==== Data for review

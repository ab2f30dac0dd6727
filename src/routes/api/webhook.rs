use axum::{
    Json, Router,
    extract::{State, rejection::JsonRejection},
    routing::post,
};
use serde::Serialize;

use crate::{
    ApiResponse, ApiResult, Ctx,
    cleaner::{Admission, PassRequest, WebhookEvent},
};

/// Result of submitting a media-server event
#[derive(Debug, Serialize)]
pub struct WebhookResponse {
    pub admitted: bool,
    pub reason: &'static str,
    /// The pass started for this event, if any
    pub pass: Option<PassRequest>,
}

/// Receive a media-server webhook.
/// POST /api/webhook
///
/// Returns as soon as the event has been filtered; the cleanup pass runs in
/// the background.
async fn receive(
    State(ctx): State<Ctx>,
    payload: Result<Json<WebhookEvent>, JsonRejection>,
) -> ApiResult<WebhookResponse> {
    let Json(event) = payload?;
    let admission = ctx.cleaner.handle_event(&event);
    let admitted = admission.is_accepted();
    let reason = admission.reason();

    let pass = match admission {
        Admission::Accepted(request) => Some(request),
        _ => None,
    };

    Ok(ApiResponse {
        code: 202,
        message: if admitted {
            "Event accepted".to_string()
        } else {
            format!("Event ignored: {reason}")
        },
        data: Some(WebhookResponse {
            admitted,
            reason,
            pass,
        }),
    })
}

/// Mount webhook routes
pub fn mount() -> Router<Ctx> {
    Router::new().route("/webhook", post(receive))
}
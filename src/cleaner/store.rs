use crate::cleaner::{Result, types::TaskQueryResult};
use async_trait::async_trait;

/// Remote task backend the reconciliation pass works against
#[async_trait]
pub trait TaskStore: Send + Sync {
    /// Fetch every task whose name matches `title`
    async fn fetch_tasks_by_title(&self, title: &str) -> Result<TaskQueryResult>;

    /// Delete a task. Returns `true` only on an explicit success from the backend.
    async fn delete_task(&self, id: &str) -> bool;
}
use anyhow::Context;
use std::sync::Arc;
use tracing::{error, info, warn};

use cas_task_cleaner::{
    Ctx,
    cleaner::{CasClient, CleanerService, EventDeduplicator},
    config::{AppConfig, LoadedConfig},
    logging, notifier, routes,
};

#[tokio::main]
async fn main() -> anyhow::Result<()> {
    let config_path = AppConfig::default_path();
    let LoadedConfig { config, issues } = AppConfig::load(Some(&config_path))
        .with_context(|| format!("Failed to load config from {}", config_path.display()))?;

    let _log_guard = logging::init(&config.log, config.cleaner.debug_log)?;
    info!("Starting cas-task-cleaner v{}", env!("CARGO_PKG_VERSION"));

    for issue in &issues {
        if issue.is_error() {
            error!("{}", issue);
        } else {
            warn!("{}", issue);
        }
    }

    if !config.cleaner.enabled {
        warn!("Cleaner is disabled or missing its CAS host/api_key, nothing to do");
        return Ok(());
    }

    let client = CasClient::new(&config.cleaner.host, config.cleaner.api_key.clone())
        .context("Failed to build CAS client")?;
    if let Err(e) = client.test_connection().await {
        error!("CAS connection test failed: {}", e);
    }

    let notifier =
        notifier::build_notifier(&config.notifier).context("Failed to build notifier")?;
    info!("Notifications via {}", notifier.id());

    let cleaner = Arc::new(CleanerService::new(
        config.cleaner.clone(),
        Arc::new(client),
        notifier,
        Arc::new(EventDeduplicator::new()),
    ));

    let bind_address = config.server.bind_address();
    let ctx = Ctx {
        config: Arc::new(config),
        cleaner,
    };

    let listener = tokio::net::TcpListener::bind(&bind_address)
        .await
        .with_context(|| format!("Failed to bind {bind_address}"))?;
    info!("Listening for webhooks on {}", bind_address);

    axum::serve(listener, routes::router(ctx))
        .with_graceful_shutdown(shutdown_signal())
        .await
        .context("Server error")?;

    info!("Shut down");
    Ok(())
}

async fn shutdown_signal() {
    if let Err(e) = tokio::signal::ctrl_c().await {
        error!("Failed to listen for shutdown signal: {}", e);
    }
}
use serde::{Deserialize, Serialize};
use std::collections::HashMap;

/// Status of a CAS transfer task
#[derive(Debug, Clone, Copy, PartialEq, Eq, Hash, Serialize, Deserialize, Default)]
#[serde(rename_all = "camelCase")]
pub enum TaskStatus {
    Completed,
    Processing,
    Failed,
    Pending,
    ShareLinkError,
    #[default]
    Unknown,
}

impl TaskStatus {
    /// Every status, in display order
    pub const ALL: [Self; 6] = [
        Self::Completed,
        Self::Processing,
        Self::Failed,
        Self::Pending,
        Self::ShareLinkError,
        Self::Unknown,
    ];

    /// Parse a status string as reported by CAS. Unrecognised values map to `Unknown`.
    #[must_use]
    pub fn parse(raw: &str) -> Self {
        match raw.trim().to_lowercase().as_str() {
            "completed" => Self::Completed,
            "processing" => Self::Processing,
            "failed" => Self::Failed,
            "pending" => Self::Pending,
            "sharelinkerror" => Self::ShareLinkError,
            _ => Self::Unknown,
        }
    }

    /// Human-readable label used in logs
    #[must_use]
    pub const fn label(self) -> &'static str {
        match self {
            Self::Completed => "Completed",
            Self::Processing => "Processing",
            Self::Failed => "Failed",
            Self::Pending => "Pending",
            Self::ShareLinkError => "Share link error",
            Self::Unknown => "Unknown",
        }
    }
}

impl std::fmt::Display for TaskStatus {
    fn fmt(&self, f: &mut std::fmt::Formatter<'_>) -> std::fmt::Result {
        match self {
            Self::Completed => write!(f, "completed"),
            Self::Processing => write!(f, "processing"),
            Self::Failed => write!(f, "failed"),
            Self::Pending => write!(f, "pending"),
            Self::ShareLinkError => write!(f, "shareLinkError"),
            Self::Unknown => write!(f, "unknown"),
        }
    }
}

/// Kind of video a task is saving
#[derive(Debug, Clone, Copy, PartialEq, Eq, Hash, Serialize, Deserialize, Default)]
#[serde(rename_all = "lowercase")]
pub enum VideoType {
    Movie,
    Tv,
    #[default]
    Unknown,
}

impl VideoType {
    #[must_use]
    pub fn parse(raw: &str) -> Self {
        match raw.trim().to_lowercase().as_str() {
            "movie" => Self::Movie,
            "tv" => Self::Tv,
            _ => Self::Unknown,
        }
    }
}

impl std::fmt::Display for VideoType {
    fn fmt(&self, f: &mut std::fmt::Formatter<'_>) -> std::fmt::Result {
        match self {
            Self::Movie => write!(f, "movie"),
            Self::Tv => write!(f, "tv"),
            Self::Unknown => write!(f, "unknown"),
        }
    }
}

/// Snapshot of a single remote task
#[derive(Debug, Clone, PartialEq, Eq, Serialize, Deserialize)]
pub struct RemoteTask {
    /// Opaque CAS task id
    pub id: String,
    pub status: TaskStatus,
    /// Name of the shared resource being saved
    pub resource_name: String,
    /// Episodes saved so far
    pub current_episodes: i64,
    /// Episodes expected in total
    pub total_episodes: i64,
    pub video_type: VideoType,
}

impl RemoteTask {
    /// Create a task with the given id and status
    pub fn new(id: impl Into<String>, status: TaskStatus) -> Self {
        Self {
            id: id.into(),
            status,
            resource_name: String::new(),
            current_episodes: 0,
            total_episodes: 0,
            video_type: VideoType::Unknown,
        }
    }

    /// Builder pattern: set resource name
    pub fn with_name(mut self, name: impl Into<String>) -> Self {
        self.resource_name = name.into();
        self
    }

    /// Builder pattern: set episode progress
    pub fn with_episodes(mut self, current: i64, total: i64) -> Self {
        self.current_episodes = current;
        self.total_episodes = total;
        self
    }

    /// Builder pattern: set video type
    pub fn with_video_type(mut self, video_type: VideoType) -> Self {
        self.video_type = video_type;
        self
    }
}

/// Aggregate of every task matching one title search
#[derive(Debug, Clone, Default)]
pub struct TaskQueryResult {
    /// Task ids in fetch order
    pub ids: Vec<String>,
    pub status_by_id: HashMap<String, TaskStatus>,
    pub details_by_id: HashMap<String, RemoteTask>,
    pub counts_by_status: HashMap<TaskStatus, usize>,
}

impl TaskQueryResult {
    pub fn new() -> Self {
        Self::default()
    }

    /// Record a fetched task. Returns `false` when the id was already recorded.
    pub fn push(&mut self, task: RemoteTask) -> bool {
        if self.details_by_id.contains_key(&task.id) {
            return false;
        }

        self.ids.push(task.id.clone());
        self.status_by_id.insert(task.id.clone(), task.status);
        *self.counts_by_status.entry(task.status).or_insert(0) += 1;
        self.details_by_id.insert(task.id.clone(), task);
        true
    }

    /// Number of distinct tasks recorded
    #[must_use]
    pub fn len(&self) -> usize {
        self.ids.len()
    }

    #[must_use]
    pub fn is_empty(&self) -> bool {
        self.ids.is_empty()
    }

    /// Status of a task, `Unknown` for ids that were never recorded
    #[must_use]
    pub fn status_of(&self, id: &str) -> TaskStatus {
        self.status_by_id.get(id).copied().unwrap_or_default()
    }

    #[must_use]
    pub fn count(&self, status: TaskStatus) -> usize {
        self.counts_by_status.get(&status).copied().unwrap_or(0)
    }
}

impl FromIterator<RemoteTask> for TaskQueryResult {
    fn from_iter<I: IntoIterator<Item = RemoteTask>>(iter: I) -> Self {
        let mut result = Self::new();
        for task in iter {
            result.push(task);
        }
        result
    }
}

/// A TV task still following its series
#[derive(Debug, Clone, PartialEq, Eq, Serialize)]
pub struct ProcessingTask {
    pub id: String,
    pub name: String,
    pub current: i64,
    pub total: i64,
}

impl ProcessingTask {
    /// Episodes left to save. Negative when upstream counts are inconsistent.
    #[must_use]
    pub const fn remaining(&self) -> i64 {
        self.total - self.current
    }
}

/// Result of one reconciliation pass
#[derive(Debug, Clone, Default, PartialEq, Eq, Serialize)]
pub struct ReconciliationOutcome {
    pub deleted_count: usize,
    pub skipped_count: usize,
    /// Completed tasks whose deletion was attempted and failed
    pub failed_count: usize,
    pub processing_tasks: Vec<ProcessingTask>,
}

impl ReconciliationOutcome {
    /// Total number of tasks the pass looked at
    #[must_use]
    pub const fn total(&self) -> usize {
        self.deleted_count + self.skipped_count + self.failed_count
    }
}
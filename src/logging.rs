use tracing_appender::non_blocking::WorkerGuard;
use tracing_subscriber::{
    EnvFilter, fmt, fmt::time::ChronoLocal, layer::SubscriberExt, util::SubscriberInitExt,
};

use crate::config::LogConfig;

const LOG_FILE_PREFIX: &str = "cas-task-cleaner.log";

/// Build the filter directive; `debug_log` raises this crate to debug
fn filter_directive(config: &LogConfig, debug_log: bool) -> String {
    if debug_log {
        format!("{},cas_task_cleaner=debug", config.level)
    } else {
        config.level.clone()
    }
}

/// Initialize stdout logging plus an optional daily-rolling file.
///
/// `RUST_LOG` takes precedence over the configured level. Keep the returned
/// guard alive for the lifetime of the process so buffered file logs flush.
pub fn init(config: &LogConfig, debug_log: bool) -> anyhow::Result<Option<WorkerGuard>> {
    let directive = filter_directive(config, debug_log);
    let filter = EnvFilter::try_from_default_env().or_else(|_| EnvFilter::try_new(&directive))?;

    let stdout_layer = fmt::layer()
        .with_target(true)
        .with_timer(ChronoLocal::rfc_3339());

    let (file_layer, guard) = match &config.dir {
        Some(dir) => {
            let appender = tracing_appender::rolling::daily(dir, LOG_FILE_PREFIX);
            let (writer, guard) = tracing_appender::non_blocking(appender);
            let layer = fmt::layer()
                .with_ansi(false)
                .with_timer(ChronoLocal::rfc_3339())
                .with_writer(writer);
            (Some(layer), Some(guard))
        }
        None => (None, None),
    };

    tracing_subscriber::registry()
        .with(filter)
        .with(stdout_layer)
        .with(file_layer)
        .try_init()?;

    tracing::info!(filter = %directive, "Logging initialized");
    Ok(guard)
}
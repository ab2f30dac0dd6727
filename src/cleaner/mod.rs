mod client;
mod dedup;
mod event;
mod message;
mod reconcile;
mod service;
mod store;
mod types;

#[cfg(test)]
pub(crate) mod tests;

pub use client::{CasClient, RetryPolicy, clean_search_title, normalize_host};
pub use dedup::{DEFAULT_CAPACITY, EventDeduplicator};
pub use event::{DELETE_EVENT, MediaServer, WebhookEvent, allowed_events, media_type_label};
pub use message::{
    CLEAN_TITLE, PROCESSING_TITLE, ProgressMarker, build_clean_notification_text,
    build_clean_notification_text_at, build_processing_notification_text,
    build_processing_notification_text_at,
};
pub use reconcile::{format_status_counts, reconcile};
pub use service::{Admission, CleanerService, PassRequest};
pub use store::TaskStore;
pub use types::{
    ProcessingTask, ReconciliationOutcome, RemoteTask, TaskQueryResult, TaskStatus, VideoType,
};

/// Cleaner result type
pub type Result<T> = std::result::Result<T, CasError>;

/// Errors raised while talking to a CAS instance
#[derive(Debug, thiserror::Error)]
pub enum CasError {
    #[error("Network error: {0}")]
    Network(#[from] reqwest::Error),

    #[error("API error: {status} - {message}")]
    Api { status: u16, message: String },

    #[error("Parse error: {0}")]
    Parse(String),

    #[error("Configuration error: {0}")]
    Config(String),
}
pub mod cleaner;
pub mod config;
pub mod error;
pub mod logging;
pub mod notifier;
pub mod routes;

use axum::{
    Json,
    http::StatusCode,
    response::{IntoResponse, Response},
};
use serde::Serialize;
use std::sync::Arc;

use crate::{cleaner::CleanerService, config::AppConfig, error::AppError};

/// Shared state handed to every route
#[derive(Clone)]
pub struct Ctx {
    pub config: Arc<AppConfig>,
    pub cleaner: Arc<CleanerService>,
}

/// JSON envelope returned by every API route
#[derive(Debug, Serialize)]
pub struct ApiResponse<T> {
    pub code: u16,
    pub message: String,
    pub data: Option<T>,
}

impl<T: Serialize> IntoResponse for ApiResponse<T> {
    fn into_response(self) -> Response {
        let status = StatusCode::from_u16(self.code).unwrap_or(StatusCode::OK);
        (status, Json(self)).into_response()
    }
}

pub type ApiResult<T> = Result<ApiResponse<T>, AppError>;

========

Check each line of the records above, and copy those that hold the word "CasClient".

● **Solution**:
    cleaner::{CasClient, CleanerService, EventDeduplicator},
    let client = CasClient::new(&config.cleaner.host, config.cleaner.api_key.clone())
pub use client::{CasClient, RetryPolicy, clean_search_title, normalize_host};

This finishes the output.